Flume source analysis-use Eclipse to flume source for remote debugging Analysis environment Construction (a)

Source: Internet
Author: User
Tags centos

First, Introduction
Recently in the study of Big data analysis related work, for which the use of the collection part used to Flume, deliberately spent a little time to understand the flume work principle and working mechanism. A personal understanding of a new system first, after a rough understanding of its rationale, and then from the source code to understand some of its key implementation part, and finally try to modify some of the content, so as to deepen its understanding. About flume principle part of the relevant information online a lot, here to introduce my source analysis environment of the building process.
Ii. Introduction of the Environment
2. CentOS 7.0
3. Eclipse Java EE Kepler
4, jdk-6u45-linux-x64.rpm
5. Source Insight
6. Oracle Virtual Box
third, the analysis method
Install the JDK in CentOS, turn on the remote debugging function of Eclipse, and perform the tracking and dispatch analysis. Compared with direct read source directly with source insight efficiency is more efficient, but in the analysis process can use the Source Insight Auxiliary analysis class between the reference relationship.
Iv. Analysis Steps
1, installation of JDK and Flume in CentOS, the installation process is no longer more described. In this process CentOS and flume are installed in virtual box with IP address
2, set flume startup parameters, use Notepad to open apache-flume-1.6.0-src\bin\flume-ng and edit, mainly the following items

Java_opts= "-xmx20m"

Revision changed to

Java_opts= "-xmx20m-xdebug-xrunjdwp:transport=dt_socket,address=8888,server=y,suspend=y"
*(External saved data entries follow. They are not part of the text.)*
use std::{fmt::Display, str::FromStr};
use shuttle_runtime::SecretStore;
use tracing::{info, warn};

use crate::moderation::{DEFAULT_PERSPECTIVE_URL, DEFAULT_TOXICITY_THRESHOLD};
use crate::store::DEFAULT_MAX_ATTEMPTS;

#[derive(Debug, Clone, PartialEq)]
pub struct Config {
    pub perspective_api_key: Option<String>,
    pub perspective_url: String,
    pub toxicity_threshold: f64,
    pub vote_max_attempts: u32,
    pub create_poll_limit: u32,
    pub create_poll_window_minutes: i64,
    pub allowed_origin: String,
}

impl Config {
    pub fn from_secrets(secrets: &SecretStore) -> Self {
        Self::from_lookup(|key| secrets.get(key))
    }

    pub fn from_lookup(lookup: impl Fn(&str) -> Option<String>) -> Self {
        let perspective_api_key = lookup("PERSPECTIVE_API_KEY").filter(|key| !key.trim().is_empty());
        if perspective_api_key.is_none() {
            warn!("PERSPECTIVE_API_KEY not found - falling back to local word-list moderation");
        }

        Self {
            perspective_api_key,
            perspective_url: try_load(&lookup, "PERSPECTIVE_URL", DEFAULT_PERSPECTIVE_URL.to_string()),
            toxicity_threshold: try_load(&lookup, "TOXICITY_THRESHOLD", DEFAULT_TOXICITY_THRESHOLD),
            vote_max_attempts: try_load(&lookup, "VOTE_MAX_ATTEMPTS", DEFAULT_MAX_ATTEMPTS).max(1),
            create_poll_limit: try_load(&lookup, "CREATE_POLL_LIMIT", 1),
            create_poll_window_minutes: try_load(&lookup, "CREATE_POLL_WINDOW_MINUTES", 1),
            allowed_origin: try_load(&lookup, "ALLOWED_ORIGIN", "http://localhost".to_string()),
        }
    }
}

fn try_load<T>(lookup: &impl Fn(&str) -> Option<String>, key: &str, default: T) -> T
where
    T: FromStr + Display,
    T::Err: Display,
{
    let Some(raw) = lookup(key) else {
        info!("{key} not set, using default: {default}");
        return default;
    };

    raw.trim().parse().unwrap_or_else(|e| {
        warn!("Invalid {key} value {raw:?}: {e}; using default: {default}");
        default
    })
}
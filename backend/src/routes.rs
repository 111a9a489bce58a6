use rocket::{State, get, post, http::Status, serde::json::Json};
use shared::{AuthUser, CreatePollRequest, PollView, VoteReceipt, VoteRequest};
use tracing::{debug, instrument};
use crate::{
    error::EngineError,
    processor::PollProcessor,
    utils::parse_poll_id,
};

pub struct AppState {
    pub processor: PollProcessor,
}

fn viewer(user: &Option<AuthUser>) -> Option<&str> {
    user.as_ref().map(|u| u.id.as_str())
}

#[get("/polls")]
pub async fn list_polls(state: &State<AppState>, user: Option<AuthUser>) -> Result<Json<Vec<PollView>>, EngineError> {
    let polls = state.processor.list_polls().await?;
    Ok(Json(polls.into_iter().map(|poll| PollView::new(poll, viewer(&user))).collect()))
}

#[get("/polls/<id>")]
pub async fn get_poll(state: &State<AppState>, id: &str, user: Option<AuthUser>) -> Result<Json<PollView>, EngineError> {
    let poll_id = parse_poll_id(id)?;
    let poll = state.processor.get_poll(poll_id).await?;
    Ok(Json(PollView::new(poll, viewer(&user))))
}

#[rocket::options("/<_..>")]
pub async fn all_options() -> Status {
    Status::Ok
}

#[instrument(skip(state, request, user))]
#[post("/polls", format = "json", data = "<request>")]
pub async fn create_poll(
    state: &State<AppState>,
    request: Json<CreatePollRequest>,
    user: Option<AuthUser>,
) -> Result<(Status, Json<PollView>), EngineError> {
    let user = user.ok_or(EngineError::Unauthenticated)?;

    debug!(user = %user.id, options = request.options.len(), "Creating poll");
    let poll = state.processor.create_poll(Some(&user), request.into_inner()).await?;
    Ok((Status::Created, Json(PollView::new(poll, Some(&user.id)))))
}

#[instrument(skip(state, request, user), fields(poll_id = %id))]
#[post("/polls/<id>/vote", format = "json", data = "<request>")]
pub async fn cast_vote(
    state: &State<AppState>,
    id: &str,
    request: Json<VoteRequest>,
    user: Option<AuthUser>,
) -> Result<Json<VoteReceipt>, EngineError> {
    let user = user.ok_or(EngineError::Unauthenticated)?;
    let poll_id = parse_poll_id(id)?;

    state.processor
        .cast_vote(poll_id, Some(&user), request.option_index)
        .await
        .map(Json)
}
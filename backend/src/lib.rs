pub mod config;
pub mod processor;
pub mod routes;
pub mod store;
pub mod queries;
pub mod moderation;
pub mod cors;
pub mod error;
pub mod utils;
pub mod rate_limiter;
pub mod catchers;
pub use shared::user_info;
pub use shared::{models::*, error::*, user_info::*};

use std::sync::Arc;
use rocket::{catchers, routes, Build, Rocket};

use config::Config;
use moderation::{LocalModerator, ModerationGate, Moderator, PerspectiveModerator};
use processor::PollProcessor;
use rate_limiter::RateLimiter;
use routes::AppState;
use store::PollStore;

pub fn moderator_from_config(config: &Config) -> Arc<dyn Moderator> {
    match &config.perspective_api_key {
        Some(key) => Arc::new(PerspectiveModerator::new(config.perspective_url.clone(), key.clone())),
        None => Arc::new(LocalModerator),
    }
}

/// Assembles the HTTP service around `store`.
pub fn build_rocket(store: Arc<dyn PollStore>, moderator: Arc<dyn Moderator>, config: &Config) -> Rocket<Build> {
    let gate = ModerationGate::new(moderator, config.toxicity_threshold);
    let processor = PollProcessor::new(store, gate, config.vote_max_attempts)
        .with_poll_limiter(RateLimiter::new(config.create_poll_limit, config.create_poll_window_minutes));

    rocket::build()
        .attach(cors::CORS::new(config.allowed_origin.clone()))
        .manage(AppState { processor })
        .mount(
            "/api",
            routes![
                routes::list_polls,
                routes::get_poll,
                routes::create_poll,
                routes::cast_vote,
                routes::all_options,
            ],
        )
        .register(
            "/",
            catchers![
                catchers::bad_request,
                catchers::unauthorized,
                catchers::not_found,
                catchers::conflict,
                catchers::unprocessable,
                catchers::too_many_requests,
                catchers::internal_error,
            ],
        )
}
use rocket::fairing::{Fairing, Info, Kind};
use rocket::{Request, Response};
use rocket::http::Header;

/// Allows one scheme and host, on any port.
pub struct CORS {
    allowed_origin: String,
}

impl CORS {
    pub fn new(allowed_origin: impl Into<String>) -> Self {
        let allowed_origin = allowed_origin.into().trim_end_matches('/').to_string();
        Self { allowed_origin }
    }

    pub fn allows(&self, origin: &str) -> bool {
        match origin.strip_prefix(self.allowed_origin.as_str()) {
            Some("") => true,
            Some(rest) => rest
                .strip_prefix(':')
                .is_some_and(|port| !port.is_empty() && port.bytes().all(|b| b.is_ascii_digit())),
            None => false,
        }
    }
}

#[rocket::async_trait]
impl Fairing for CORS {
    fn info(&self) -> Info {
        Info {
            name: "CORS",
            kind: Kind::Response
        }
    }

    async fn on_response<'r>(&self, req: &'r Request<'_>, res: &mut Response<'r>) {
        let Some(origin) = req.headers().get_one("Origin") else { return };

        if self.allows(origin) {
            res.set_header(Header::new("Access-Control-Allow-Origin", origin.to_string()));
            res.set_header(Header::new("Access-Control-Allow-Methods", "POST, GET, OPTIONS"));
            res.set_header(Header::new("Access-Control-Allow-Headers", "Content-Type, Authorization, X-User-Id, X-User-Name"));
            res.set_header(Header::new("Access-Control-Allow-Credentials", "true"));
            res.set_header(Header::new("Access-Control-Max-Age", "86400"));
        }
    }
}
This sets the port for remote debugging to 8888. Remote debugging related parameter settings see here
3. Set the remote debugging capabilities of Eclipse, as shown in the following figure:

4. Use Eclipse Java EE Kepler to import an existing Maven project, the flume source code, as shown in the following figure:

5. java files in eclipse ... \apache-flume-1.6.0-src\flume-ng-node\src\main\java\org\apache\flume\node\ Set breakpoints in Application.java and start Flume in CentOS to remotely debug the flume startup process. Thus, the whole flume source code is tracked and analyzed as an entry point.
Note: to start flume, then use Eclipse for debugging, otherwise you will not be able to connect.
Five, frequently asked questions
With the introduction of the MAVEN project from Eclipse, there are a number of errors, and some common workarounds are as follows:
1, the most common is due to the wall, maven.twttr.com and some libraries in Google can not download, try several, the best solution see here, that is, in the Pom file to add the following content

 <url>http://maven.oschina.net/service /local/repositories/sonatype-public-grid/content/</url>

2, for version issues see here.
3, Tools.jar problem see here. See here for
4, Plugin execution not covered by lifecycle configuration problems.
5, a similar error occurred avroflumeogevent cannot be resolved, as shown in the following figure, the corresponding class could not be found,

This is because Avro is used and the Pom file needs to be Generate-source , use the Avro-maven-plugin plugin to generate the appropriate Java file, and then add the corresponding library address to resolve the above problem.

vi. precautions
1, because the compatibility between each version of the JDK is not good, in order to better read the source code must understand the JDK version used by each software, such as the JDK required by eclipse, Flume required JDK and so on, otherwise there will be some strange problems, difficult to solve.
2, Flume in the construction process to use a lot of open-source mature systems, such as Avro, Netty, Maven and so on, and Kafka and so on, there are also intersection, so in the analysis process need to understand the relevant open source system content.

Related Article

Contact Us

The content source of this page is from Internet, which doesn't represent Alibaba Cloud's opinion; products and services mentioned on that page don't have any relationship with Alibaba Cloud. If the content of the page makes you feel confusing, please write us an email, we will handle the problem within 5 days after receiving your email.

If you find any instances of plagiarism from the community, please send an email to: info-contact@alibabacloud.com and provide relevant evidence. A staff member will contact you within 5 working days.

A Free Trial That Lets You Build Big!

Start building with 50+ products and up to 12 months usage for Elastic Compute Service

  • Sales Support

    1 on 1 presale consultation

  • After-Sales Support

    24/7 Technical Support 6 Free Tickets per Quarter Faster Response

  • Alibaba Cloud offers highly flexible support services tailored to meet your exact needs.